The economics of Somalian piracy is well documented. How the money is distributed, how they finance the operations and the hostage costs etc
I would guess if it were crude oil, then that would have a limited market of buyers.
Didn't the Evergiven do this years ago showing that blocking one highly trafficked route would cause chaos?
The GP's comment is a well repeated piece of propaganda, but it was never true.
We have freedom of navigation because every country everywhere wants it. Change that situation and the freedom goes away, the US's position is irrelevant.

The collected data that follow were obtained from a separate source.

//! Error type for the MCP tool surface.

use thiserror::Error;

/// Errors raised while servicing a JSON-RPC request.
#[derive(Debug, Error)]
pub enum Error {
    /// The request named an unknown tool.
    #[error("unknown tool: {0}")]
    UnknownTool(String),

    /// `params` was missing or didn't match the tool's expected shape.
    #[error("invalid params: {0}")]
    InvalidParams(String),

    /// The underlying engine call failed.
    #[error("tool execution failed: {0}")]
    Engine(#[from] rlm_core::Error),

    #[error("io error: {0}")]
    Io(#[from] std::io::Error),

    #[error("serialization error: {0}")]
    Serialization(#[from] serde_json::Error),
}

/// Result type used throughout this crate.
pub type Result<T> = std::result::Result<T, Error>;

impl Error {
    /// The JSON-RPC error code this error should be reported under.
    #[must_use]
    pub fn rpc_code(&self) -> i32 {
        match self {
            Error::UnknownTool(_) => crate::jsonrpc::METHOD_NOT_FOUND,
            Error::InvalidParams(_) => crate::jsonrpc::INVALID_PARAMS,
            Error::Engine(_) | Error::Io(_) | Error::Serialization(_) => {
                crate::jsonrpc::INTERNAL_ERROR
            }
        }
    }
}
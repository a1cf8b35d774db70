//! `rlm-mcp`: stdio JSON-RPC entry point.

use std::io::{self, Write};

use rlm_mcp::jsonrpc::{
    read_next_message, write_framed, write_line, JsonRpcRequest, JsonRpcResponse, PARSE_ERROR,
};
use rlm_mcp::{protocol, McpContext};

fn main() -> anyhow::Result<()> {
    tracing_subscriber::fmt()
        .with_env_filter(tracing_subscriber::EnvFilter::from_default_env())
        .with_writer(std::io::stderr)
        .init();

    let ctx = McpContext::from_env();
    run(&ctx)
}

fn run(ctx: &McpContext) -> anyhow::Result<()> {
    let stdin = io::stdin();
    let mut stdout = io::stdout();
    let mut handle = stdin.lock();

    loop {
        match read_next_message(&mut handle) {
            Ok(None) => {
                tracing::info!("stdin closed, shutting down");
                break;
            }
            Ok(Some((body, is_lsp))) => {
                let response = match serde_json::from_str::<JsonRpcRequest>(&body) {
                    Ok(request) => protocol::handle(request, ctx),
                    Err(e) => {
                        tracing::error!(error = %e, "failed to parse JSON-RPC request");
                        Some(JsonRpcResponse::err(None, PARSE_ERROR, e.to_string()))
                    }
                };
                if let Some(response) = response {
                    let rendered = serde_json::to_string(&response)?;
                    if is_lsp {
                        write_framed(&mut stdout, &rendered)?;
                    } else {
                        write_line(&mut stdout, &rendered)?;
                    }
                }
            }
            Err(e) => {
                tracing::error!(error = %e, "error reading from stdin");
                break;
            }
        }
    }

    stdout.flush()?;
    Ok(())
}
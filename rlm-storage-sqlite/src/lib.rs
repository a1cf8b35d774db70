#![allow(clippy::missing_errors_doc)]
#![allow(clippy::missing_panics_doc)]
#![allow(clippy::cast_precision_loss)]
#![allow(clippy::cast_possible_truncation)]
#![allow(clippy::cast_sign_loss)]

//! SQLite + FTS5 implementation of [`rlm_core::store::Store`].
//!
//! Mirrors the upstream `rlm/db.py` module: one `entries` table plus an
//! external-content `entries_fts` FTS5 index kept in sync by triggers,
//! with an analogous `facts`/`facts_fts` pair authored fresh since the
//! retrieved original source never defined a facts schema at all.

mod connection;
mod fts;
mod schema;
mod store;

pub use store::{db_path_of, SqliteStore};

#[cfg(test)]
mod scenario_tests {
    use rlm_core::store::{ListFilter, Store};
    use rlm_core::types::{Episode, Fact, FactType};

    use super::SqliteStore;

    fn temp_store() -> (tempfile::TempDir, SqliteStore) {
        let dir = tempfile::tempdir().unwrap();
        let store = SqliteStore::new(dir.path().join("memory.db"));
        (dir, store)
    }

    #[test]
    fn upsert_then_get_round_trips_an_episode() {
        let (_dir, store) = temp_store();
        let episode = Episode::new(
            "a quick summary".to_string(),
            vec!["rust".to_string()],
            "text",
            Some("doc-1".to_string()),
            "the full content of the memory entry".to_string(),
        );
        store.upsert_entry(&episode).unwrap();

        let fetched = store.get_entry(&episode.id).unwrap().unwrap();
        assert_eq!(fetched.summary, episode.summary);
        assert_eq!(fetched.content, episode.content);
        assert_eq!(fetched.tags, vec!["rust".to_string()]);
    }

    #[test]
    fn search_fts_finds_matching_entries_by_content() {
        let (_dir, store) = temp_store();
        let episode = Episode::new(
            "sqlite notes".to_string(),
            vec![],
            "text",
            None,
            "we chose sqlite with fts5 for full text search".to_string(),
        );
        store.upsert_entry(&episode).unwrap();

        let hits = store.search_fts("sqlite", &[], 10).unwrap();
        assert_eq!(hits.len(), 1);
        assert_eq!(hits[0].meta.id, episode.id);
    }

    #[test]
    fn delete_entry_cascades_to_its_facts() {
        let (_dir, store) = temp_store();
        let episode = Episode::new("s".to_string(), vec![], "text", None, "c".to_string());
        store.upsert_entry(&episode).unwrap();
        let fact = Fact {
            id: "f_000000000001".to_string(),
            fact_text: "the team decided to use sqlite for local storage".to_string(),
            source_entry_id: episode.id.clone(),
            entity: Some("team".to_string()),
            fact_type: FactType::Decision,
            confidence: 0.9,
            created_at: 0.0,
            superseded_by: None,
        };
        store.insert_fact(&fact).unwrap();

        store.delete_entry(&episode.id).unwrap();

        let remaining = store.find_facts_by_entity("team", "decision").unwrap();
        assert!(remaining.is_empty());
    }

    #[test]
    fn supersede_fact_marks_prior_fact_and_find_by_entity_excludes_it() {
        let (_dir, store) = temp_store();
        let episode = Episode::new("s".to_string(), vec![], "text", None, "c".to_string());
        store.upsert_entry(&episode).unwrap();

        let old_fact = Fact {
            id: "f_000000000001".to_string(),
            fact_text: "the user prefers vim for editing all files".to_string(),
            source_entry_id: episode.id.clone(),
            entity: Some("user".to_string()),
            fact_type: FactType::Preference,
            confidence: 0.9,
            created_at: 0.0,
            superseded_by: None,
        };
        store.insert_fact(&old_fact).unwrap();

        let new_fact_id = "f_000000000002".to_string();
        store.supersede_fact(&old_fact.id, &new_fact_id).unwrap();

        let remaining = store.find_facts_by_entity("user", "preference").unwrap();
        assert!(remaining.is_empty());
    }

    #[test]
    fn list_entries_filters_by_tag() {
        let (_dir, store) = temp_store();
        let tagged = Episode::new("tagged".to_string(), vec!["rust".to_string()], "text", None, "c1".to_string());
        let untagged = Episode::new("untagged".to_string(), vec!["python".to_string()], "text", None, "c2".to_string());
        store.upsert_entry(&tagged).unwrap();
        store.upsert_entry(&untagged).unwrap();

        let filtered = store
            .list_entries(&ListFilter {
                tags: vec!["rust".to_string()],
                limit: None,
                offset: 0,
            })
            .unwrap();
        assert_eq!(filtered.len(), 1);
        assert_eq!(filtered[0].id, tagged.id);
    }

    #[test]
    fn delete_entries_by_source_name_removes_all_sharing_it() {
        let (_dir, store) = temp_store();
        let e1 = Episode::new("a".to_string(), vec![], "text", Some("doc".to_string()), "c1".to_string());
        let e2 = Episode::new("b".to_string(), vec![], "text", Some("doc".to_string()), "c2".to_string());
        store.upsert_entry(&e1).unwrap();
        store.upsert_entry(&e2).unwrap();

        let removed = store.delete_entries_by_source_name("doc").unwrap();
        assert_eq!(removed, 2);
        assert_eq!(store.count_entries().unwrap(), 0);
    }

    #[test]
    fn rebuild_fts_does_not_error_on_a_populated_store() {
        let (_dir, store) = temp_store();
        let episode = Episode::new("s".to_string(), vec![], "text", None, "content here".to_string());
        store.upsert_entry(&episode).unwrap();
        store.rebuild_fts().unwrap();
        let hits = store.search_fts("content", &[], 10).unwrap();
        assert_eq!(hits.len(), 1);
    }

    #[test]
    fn list_entries_intersects_multiple_tags() {
        let (_dir, store) = temp_store();
        let both = Episode::new(
            "both tags".to_string(),
            vec!["rust".to_string(), "async".to_string()],
            "text",
            None,
            "c1".to_string(),
        );
        let one = Episode::new("one tag".to_string(), vec!["rust".to_string()], "text", None, "c2".to_string());
        store.upsert_entry(&both).unwrap();
        store.upsert_entry(&one).unwrap();

        let filtered = store
            .list_entries(&ListFilter {
                tags: vec!["rust".to_string(), "async".to_string()],
                limit: None,
                offset: 0,
            })
            .unwrap();
        assert_eq!(filtered.len(), 1);
        assert_eq!(filtered[0].id, both.id);
    }
}
//! Thread-local connection management.
//!
//! Grounded in `rlm/db.py::_get_conn`/`close`: each thread that touches
//! the store gets its own `rusqlite::Connection` (SQLite connections
//! aren't `Send`-shareable across threads without a mutex, and a
//! thread-local avoids needing one), opened in WAL mode with foreign
//! keys enabled, lazily on first use and cached for the thread's
//! lifetime. The upstream Python registers an `atexit` hook to close the
//! connection; the Rust equivalent is `rusqlite::Connection`'s own
//! `Drop` impl, which closes the handle automatically, so no explicit
//! cleanup registration is needed here.

use std::cell::RefCell;
use std::path::{Path, PathBuf};

use rlm_core::error::{Error, Result};
use rusqlite::Connection;

use crate::schema::SCHEMA_SQL;

thread_local! {
    static CONN: RefCell<Option<(PathBuf, Connection)>> = const { RefCell::new(None) };
}

/// Run `f` with a live connection to `db_path` on the calling thread,
/// opening (and initializing the schema on) a fresh connection the
/// first time this thread touches this path, or if the thread was
/// previously bound to a different path.
///
/// # Errors
/// Returns [`Error::Storage`] if the connection can't be opened or the
/// schema can't be applied.
pub fn with_connection<T>(db_path: &Path, f: impl FnOnce(&Connection) -> Result<T>) -> Result<T> {
    CONN.with(|cell| {
        let mut slot = cell.borrow_mut();
        let needs_open = match &*slot {
            Some((path, _)) => path != db_path,
            None => true,
        };
        if needs_open {
            let conn = open(db_path)?;
            *slot = Some((db_path.to_path_buf(), conn));
        }
        let (_, conn) = slot.as_ref().expect("connection was just ensured open");
        f(conn)
    })
}

fn open(db_path: &Path) -> Result<Connection> {
    if let Some(parent) = db_path.parent() {
        std::fs::create_dir_all(parent)
            .map_err(|e| Error::Storage(format!("failed to create db directory: {e}")))?;
    }
    let conn = Connection::open(db_path)
        .map_err(|e| Error::Storage(format!("failed to open sqlite database: {e}")))?;
    conn.pragma_update(None, "journal_mode", "WAL")
        .map_err(|e| Error::Storage(format!("failed to set WAL mode: {e}")))?;
    conn.pragma_update(None, "foreign_keys", "ON")
        .map_err(|e| Error::Storage(format!("failed to enable foreign keys: {e}")))?;
    conn.execute_batch(SCHEMA_SQL)
        .map_err(|e| Error::Storage(format!("failed to initialize schema: {e}")))?;
    Ok(conn)
}

#[cfg(test)]
mod tests {
    use super::*;

    #[test]
    fn opening_same_path_reuses_the_thread_local_connection() {
        let dir = tempfile::tempdir().unwrap();
        let path = dir.path().join("test.db");
        with_connection(&path, |conn| {
            conn.execute("INSERT INTO entries (id, summary, timestamp, source, char_count, content) VALUES ('m_1', 's', 0.0, 'text', 1, 'c')", [])
                .unwrap();
            Ok(())
        })
        .unwrap();
        with_connection(&path, |conn| {
            let count: i64 = conn
                .query_row("SELECT COUNT(*) FROM entries", [], |row| row.get(0))
                .unwrap();
            assert_eq!(count, 1);
            Ok(())
        })
        .unwrap();
    }
}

The era of blithely sailing around with $200M in oil or $1B of manufactured goods on a slow, totally defenseless cargo vessel out in the middle of nowhere and crewed by poorly compensated crews with nothing to gain for being heroic was a short-lived fantasy.
Imagine leaving a billion dollars in cash (or whatever) undefended in the middle of a desert, already conveniently placed in a mobile vehicle ready for you to drive off with. Maybe overseen by a couple of unarmed people you hired for minimum wage that aren't even trained security guards, they're just "staff".
What we're doing now globally is the direct equivalent, which worked for a while under the umbrella of Pax Americana, but that era is over, mostly thanks to one person deciding it's somehow "unfair" to the nation that benefited from it the most.
Not saying it’ll never happen, just that it’s a much more costly proposition than some might think.
And that’s before we get into the numerous second order issues. Crewing an armed ship suddenly requires very different HR practices. Parties interested in stealing one may now include much more developed military actors. Mooring a container ship across from an LNG terminal is low-risk. Mooring that same ship with medium range weapons may be outside the risk envelope of lots of ports.
It’s a gun, on a turret, with some electronics.
It’ll be a thousand times cheaper than losing the cargo.
It’ll reduce insurance costs and “pay for itself” after just a few trips.
Speaking of which, a turret isn’t single use! It can sit there with minimal maintenance for dozens of trips, protecting tens of billions in cargo over its lifetime.
Trump on US Navy Seizing Ships:
> It’s a very profitable business. We’re like pirates.
Plus on a ship everything is constantly corroding and breaking. If nothing else you need trained crew on board to do preventive maintenance and repair. When a ship loses power in some remote area it's tough to bring in technicians before the ship ends up on the rocks.